TASK INSTRUCTIONS: Copy the data that follows, exactly and completely.

-- DATASET EXCERPTS follows --

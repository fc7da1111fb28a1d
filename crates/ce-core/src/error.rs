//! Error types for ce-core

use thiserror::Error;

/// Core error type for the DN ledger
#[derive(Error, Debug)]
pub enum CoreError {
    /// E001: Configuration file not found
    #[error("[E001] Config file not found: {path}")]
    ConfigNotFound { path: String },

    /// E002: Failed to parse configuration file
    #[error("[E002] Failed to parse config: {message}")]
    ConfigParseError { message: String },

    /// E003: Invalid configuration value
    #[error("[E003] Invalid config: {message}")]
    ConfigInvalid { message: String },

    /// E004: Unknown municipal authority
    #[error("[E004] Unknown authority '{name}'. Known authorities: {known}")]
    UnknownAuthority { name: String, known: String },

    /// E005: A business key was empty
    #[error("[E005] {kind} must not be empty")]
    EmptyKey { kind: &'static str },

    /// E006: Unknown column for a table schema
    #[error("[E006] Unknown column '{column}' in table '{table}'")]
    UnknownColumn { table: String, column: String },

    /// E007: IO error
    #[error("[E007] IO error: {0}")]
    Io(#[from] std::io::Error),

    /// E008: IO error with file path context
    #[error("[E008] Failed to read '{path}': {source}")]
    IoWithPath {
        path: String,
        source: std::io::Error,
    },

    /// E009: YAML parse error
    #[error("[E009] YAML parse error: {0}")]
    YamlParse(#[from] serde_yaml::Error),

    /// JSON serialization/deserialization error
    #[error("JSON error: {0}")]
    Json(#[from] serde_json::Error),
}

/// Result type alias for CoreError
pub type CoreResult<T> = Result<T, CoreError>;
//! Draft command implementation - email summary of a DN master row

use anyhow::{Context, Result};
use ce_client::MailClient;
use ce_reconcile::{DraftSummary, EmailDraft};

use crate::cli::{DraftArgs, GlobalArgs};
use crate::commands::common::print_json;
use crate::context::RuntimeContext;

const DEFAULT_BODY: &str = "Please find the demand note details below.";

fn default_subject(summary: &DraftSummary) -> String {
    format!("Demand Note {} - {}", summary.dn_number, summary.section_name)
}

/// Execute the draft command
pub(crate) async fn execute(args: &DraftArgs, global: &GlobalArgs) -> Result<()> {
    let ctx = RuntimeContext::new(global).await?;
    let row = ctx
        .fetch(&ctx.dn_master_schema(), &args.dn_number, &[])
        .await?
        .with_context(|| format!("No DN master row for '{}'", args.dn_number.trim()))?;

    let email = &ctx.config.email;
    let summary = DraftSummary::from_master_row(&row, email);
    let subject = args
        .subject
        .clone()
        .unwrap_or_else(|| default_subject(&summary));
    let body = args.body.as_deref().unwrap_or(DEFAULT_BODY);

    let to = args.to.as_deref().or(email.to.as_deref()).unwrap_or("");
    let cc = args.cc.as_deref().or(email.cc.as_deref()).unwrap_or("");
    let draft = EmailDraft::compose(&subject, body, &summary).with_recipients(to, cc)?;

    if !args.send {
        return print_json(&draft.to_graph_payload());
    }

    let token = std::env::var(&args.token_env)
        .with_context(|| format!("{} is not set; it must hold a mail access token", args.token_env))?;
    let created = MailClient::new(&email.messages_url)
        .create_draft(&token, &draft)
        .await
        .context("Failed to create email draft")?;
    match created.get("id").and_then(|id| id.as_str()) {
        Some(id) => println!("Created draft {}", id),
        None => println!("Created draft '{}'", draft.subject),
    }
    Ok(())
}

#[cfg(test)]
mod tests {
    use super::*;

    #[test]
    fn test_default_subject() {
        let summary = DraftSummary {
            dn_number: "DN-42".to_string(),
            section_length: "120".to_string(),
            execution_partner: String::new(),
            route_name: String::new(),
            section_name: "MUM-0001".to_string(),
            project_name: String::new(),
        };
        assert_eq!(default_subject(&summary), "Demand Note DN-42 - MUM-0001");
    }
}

-- DATASET EXCERPTS concluded --

SOLUTION FOR THIS PROBLEM:
repository fc7da1111fb28a1d
filename crates/ce-core/src/error.rs
//! Error types for ce-core

use thiserror::Error;

/// Core error type for the DN ledger
#[derive(Error, Debug)]
pub enum CoreError {
    /// E001: Configuration file not found
    #[error("[E001] Config file not found: {path}")]
    ConfigNotFound { path: String },

    /// E002: Failed to parse configuration file
    #[error("[E002] Failed to parse config: {message}")]
    ConfigParseError { message: String },

    /// E003: Invalid configuration value
    #[error("[E003] Invalid config: {message}")]
    ConfigInvalid { message: String },

    /// E004: Unknown municipal authority
    #[error("[E004] Unknown authority '{name}'. Known authorities: {known}")]
    UnknownAuthority { name: String, known: String },

    /// E005: A business key was empty
    #[error("[E005] {kind} must not be empty")]
    EmptyKey { kind: &'static str },

    /// E006: Unknown column for a table schema
    #[error("[E006] Unknown column '{column}' in table '{table}'")]
    UnknownColumn { table: String, column: String },

    /// E007: IO error
    #[error("[E007] IO error: {0}")]
    Io(#[from] std::io::Error),

    /// E008: IO error with file path context
    #[error("[E008] Failed to read '{path}': {source}")]
    IoWithPath {
        path: String,
        source: std::io::Error,
    },

    /// E009: YAML parse error
    #[error("[E009] YAML parse error: {0}")]
    YamlParse(#[from] serde_yaml::Error),

    /// JSON serialization/deserialization error
    #[error("JSON error: {0}")]
    Json(#[from] serde_json::Error),
}

/// Result type alias for CoreError
pub type CoreResult<T> = Result<T, CoreError>;
//! Draft command implementation - email summary of a DN master row

use anyhow::{Context, Result};
use ce_client::MailClient;
use ce_reconcile::{DraftSummary, EmailDraft};

use crate::cli::{DraftArgs, GlobalArgs};
use crate::commands::common::print_json;
use crate::context::RuntimeContext;

const DEFAULT_BODY: &str = "Please find the demand note details below.";

fn default_subject(summary: &DraftSummary) -> String {
    format!("Demand Note {} - {}", summary.dn_number, summary.section_name)
}

/// Execute the draft command
pub(crate) async fn execute(args: &DraftArgs, global: &GlobalArgs) -> Result<()> {
    let ctx = RuntimeContext::new(global).await?;
    let row = ctx
        .fetch(&ctx.dn_master_schema(), &args.dn_number, &[])
        .await?
        .with_context(|| format!("No DN master row for '{}'", args.dn_number.trim()))?;

    let email = &ctx.config.email;
    let summary = DraftSummary::from_master_row(&row, email);
    let subject = args
        .subject
        .clone()
        .unwrap_or_else(|| default_subject(&summary));
    let body = args.body.as_deref().unwrap_or(DEFAULT_BODY);

    let to = args.to.as_deref().or(email.to.as_deref()).unwrap_or("");
    let cc = args.cc.as_deref().or(email.cc.as_deref()).unwrap_or("");
    let draft = EmailDraft::compose(&subject, body, &summary).with_recipients(to, cc)?;

    if !args.send {
        return print_json(&draft.to_graph_payload());
    }

    let token = std::env::var(&args.token_env)
        .with_context(|| format!("{} is not set; it must hold a mail access token", args.token_env))?;
    let created = MailClient::new(&email.messages_url)
        .create_draft(&token, &draft)
        .await
        .context("Failed to create email draft")?;
    match created.get("id").and_then(|id| id.as_str()) {
        Some(id) => println!("Created draft {}", id),
        None => println!("Created draft '{}'", draft.subject),
    }
    Ok(())
}

#[cfg(test)]
mod tests {
    use super::*;

    #[test]
    fn test_default_subject() {
        let summary = DraftSummary {
            dn_number: "DN-42".to_string(),
            section_length: "120".to_string(),
            execution_partner: String::new(),
            route_name: String::new(),
            section_name: "MUM-0001".to_string(),
            project_name: String::new(),
        };
        assert_eq!(default_subject(&summary), "Demand Note DN-42 - MUM-0001");
    }
}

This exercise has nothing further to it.